Nonlinear Biochemical Signal Processing via Noise Propagation

TL;DR

This paper introduces a quantitative method to analyze how biochemical noise propagates through nonlinear cellular networks, enabling the design of novel signal processing modules that leverage stochastic fluctuations for enhanced functionality.

Contribution

It develops a new approach to understand and engineer biochemical signal processing by analyzing noise propagation and nonlinearities in cellular networks.

Findings

Noise can enhance sensitivities in certain regions and reduce them in others.

Designed three modules: a concentration detector, a bistable switch, and a linear amplifier.

Method allows for understanding and engineering of noise-induced phenotypes.

Abstract

Single-cell studies often show significant phenotypic variability due to the stochastic nature of intra-cellular biochemical reactions. When the numbers of molecules, e.g., transcription factors and regulatory enzymes, are in low abundance, fluctuations in biochemical activities become significant and such "noise" can propagate through regulatory cascades in terms of biochemical reaction networks. Here we develop an intuitive, yet fully quantitative method for analyzing how noise affects cellular phenotypes based on identifying a system's nonlinearities and noise propagations. We observe that such noise can simultaneously enhance sensitivities in one behavioral region while reducing sensitivities in another.
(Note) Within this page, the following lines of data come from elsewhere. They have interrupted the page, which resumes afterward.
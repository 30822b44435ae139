//! health_core - Metric catalog and time-series queries for the health dashboard
//!
//! This crate provides everything below the presentation layer:
//! - `loader` - concurrent, all-or-nothing loading of the four partitions
//! - `aliases` - declarative field-name table for extraction drops
//! - `index` - deduplicated, label-sorted metric catalog
//! - `query` - per-metric series with timestamp deduplication
//! - `window` - trailing time-window filters
//! - `manager` / `context` - the public surface and caller-owned selection

pub mod aliases;
pub mod collation;
pub mod config;
pub mod context;
pub mod error;
pub mod index;
pub mod loader;
pub mod manager;
pub mod query;
pub mod types;
pub mod window;

// Re-export commonly used types
pub use config::{DashboardConfig, PartitionFiles};
pub use context::QueryContext;
pub use error::{HealthError, HealthResult};
pub use index::MetricIndex;
pub use loader::{load_partitions, DataSource, FileDataSource};
pub use manager::HealthDataManager;
pub use types::{
    LatestValue, MetricDescriptor, Partition, PartitionedRecords, RawRecord, RawValue,
    SeriesPoint,
};
pub use window::TimeWindow;
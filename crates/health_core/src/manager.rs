//! # Health data manager
//!
//! Owns the raw partitions loaded at startup and the catalog derived from
//! them. Raw data is never mutated after construction, so every query takes
//! `&self` and can be served to any number of callers.

use chrono::{DateTime, Utc};
use tracing::info;

use crate::error::HealthResult;
use crate::index::MetricIndex;
use crate::loader::{load_partitions, DataSource};
use crate::query::{query_series_matching, LabelMatch};
use crate::types::{LatestValue, MetricDescriptor, PartitionedRecords, SeriesPoint};
use crate::window::TimeWindow;

#[derive(Debug, Clone)]
pub struct HealthDataManager {
    data: PartitionedRecords,
    index: MetricIndex,
}

impl HealthDataManager {
    /// Load all partitions from `source` and build the catalog.
    ///
    /// Either everything loads or an error is returned; no partially loaded
    /// manager is ever produced.
    pub async fn initialize(source: &dyn DataSource) -> HealthResult<Self> {
        let data = load_partitions(source).await?;
        let manager = Self::from_partitions(data);
        info!(
            "Health data ready: {} records, {} metrics",
            manager.data.len(),
            manager.index.len()
        );
        Ok(manager)
    }

    pub fn from_partitions(data: PartitionedRecords) -> Self {
        let index = MetricIndex::new(&data);
        Self { data, index }
    }

    /// Catalog sorted by label.
    pub fn metrics(&self) -> &[MetricDescriptor] {
        self.index.descriptors()
    }

    pub fn descriptor(&self, metric: &str) -> Option<&MetricDescriptor> {
        self.index.get(metric)
    }

    pub fn search(&self, query: &str) -> Vec<&MetricDescriptor> {
        self.index.search(query)
    }

    /// Series for `metric`. Names that are not catalogued also pick up
    /// records lacking an identifier through their display label; a
    /// catalogued series only ever contains records carrying its identifier.
    pub fn query_series(&self, metric: &str) -> Vec<SeriesPoint> {
        let labels = match self.index.get(metric) {
            Some(_) => LabelMatch::Never,
            None => LabelMatch::Unidentified,
        };
        query_series_matching(&self.data, metric, labels)
    }

    /// Series for `metric` restricted to `window`, measured back from `now`.
    pub fn query_window(
        &self,
        metric: &str,
        window: TimeWindow,
        now: DateTime<Utc>,
    ) -> Vec<SeriesPoint> {
        window.filter(self.query_series(metric), now)
    }

    /// Most recent point of `metric` with its catalog unit. The unit is empty
    /// when the metric is not catalogued.
    pub fn query_latest(&self, metric: &str) -> Option<LatestValue> {
        let latest = self.query_series(metric).pop()?;
        Some(LatestValue {
            timestamp: latest.timestamp,
            value: latest.value,
            metric: metric.to_lowercase(),
            unit: self.index.unit_for(metric),
        })
    }
}
use std::path::{Path, PathBuf};

use serde::{Deserialize, Serialize};
use tracing::warn;

use crate::error::{HealthError, HealthResult};
use crate::loader::FileDataSource;
use crate::types::Partition;
use crate::window::TimeWindow;

const CONFIG_FILE_PATH: &str = "health.toml";
const DEFAULT_DATA_DIR: &str = "data";

#[derive(Debug, Clone, Serialize, Deserialize, PartialEq)]
pub struct DashboardConfig {
    #[serde(default = "default_data_dir")]
    pub data_dir: PathBuf,
    #[serde(default)]
    pub default_window: TimeWindow,
    #[serde(default)]
    pub files: PartitionFiles,
}

/// Per-partition file name overrides
#[derive(Debug, Clone, Default, Serialize, Deserialize, PartialEq, Eq)]
pub struct PartitionFiles {
    pub labs: Option<String>,
    pub vitals: Option<String>,
    pub activity: Option<String>,
    pub sleep: Option<String>,
}

impl PartitionFiles {
    pub fn get(&self, partition: Partition) -> Option<&str> {
        match partition {
            Partition::Labs => self.labs.as_deref(),
            Partition::Vitals => self.vitals.as_deref(),
            Partition::Activity => self.activity.as_deref(),
            Partition::Sleep => self.sleep.as_deref(),
        }
    }
}

fn default_data_dir() -> PathBuf {
    PathBuf::from(DEFAULT_DATA_DIR)
}

impl Default for DashboardConfig {
    fn default() -> Self {
        Self {
            data_dir: default_data_dir(),
            default_window: TimeWindow::default(),
            files: PartitionFiles::default(),
        }
    }
}

impl DashboardConfig {
    /// Load configuration.
    ///
    /// An explicit `path` must exist and parse (JSON when it ends in `.json`,
    /// TOML otherwise). Without one, `health.toml` in the working directory is
    /// used when present. Environment variables `HEALTH_DATA_DIR` and
    /// `HEALTH_DEFAULT_WINDOW` override file values.
    pub fn load(path: Option<&Path>) -> HealthResult<Self> {
        let mut config = match path {
            Some(path) => Self::from_file(path)?,
            None if Path::new(CONFIG_FILE_PATH).exists() => {
                Self::from_file(Path::new(CONFIG_FILE_PATH)).unwrap_or_else(|error| {
                    warn!("Ignoring {}: {}", CONFIG_FILE_PATH, error);
                    Self::default()
                })
            }
            None => Self::default(),
        };

        config.apply_env(|key| std::env::var(key).ok())?;
        Ok(config)
    }

    pub fn from_file(path: &Path) -> HealthResult<Self> {
        let content = std::fs::read_to_string(path)?;
        let is_json = path
            .extension()
            .is_some_and(|extension| extension.eq_ignore_ascii_case("json"));

        if is_json {
            Ok(serde_json::from_str(&content)?)
        } else {
            toml::from_str(&content).map_err(|error| {
                HealthError::Config(format!("failed to parse {}: {error}", path.display()))
            })
        }
    }

    fn apply_env<F>(&mut self, lookup: F) -> HealthResult<()>
    where
        F: Fn(&str) -> Option<String>,
    {
        if let Some(data_dir) = lookup("HEALTH_DATA_DIR").filter(|value| !value.trim().is_empty()) {
            self.data_dir = PathBuf::from(data_dir);
        }
        if let Some(window) = lookup("HEALTH_DEFAULT_WINDOW") {
            self.default_window = window.parse()?;
        }
        Ok(())
    }

    /// File-backed data source for this configuration.
    pub fn data_source(&self) -> FileDataSource {
        Partition::ALL
            .into_iter()
            .fold(FileDataSource::new(&self.data_dir), |source, partition| {
                match self.files.get(partition) {
                    Some(file_name) => source.with_file_name(partition, file_name),
                    None => source,
                }
            })
    }
}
Employing this novel phenomenon we designed three biochemical signal processing modules: (a) A gene regulatory network that acts as a concentration detector with both enhanced amplitude and sensitivity. (b) A non-cooperative positive feedback system, with a graded dose-response in the deterministic case, that serves as a bistable switch due to noise-induced bimodality. (c) A noise-induced linear amplifier for gene regulation that requires no feedback. The methods developed in the present work allow one to understand and engineer nonlinear biochemical signal processors based on fluctuation-induced phenotypes.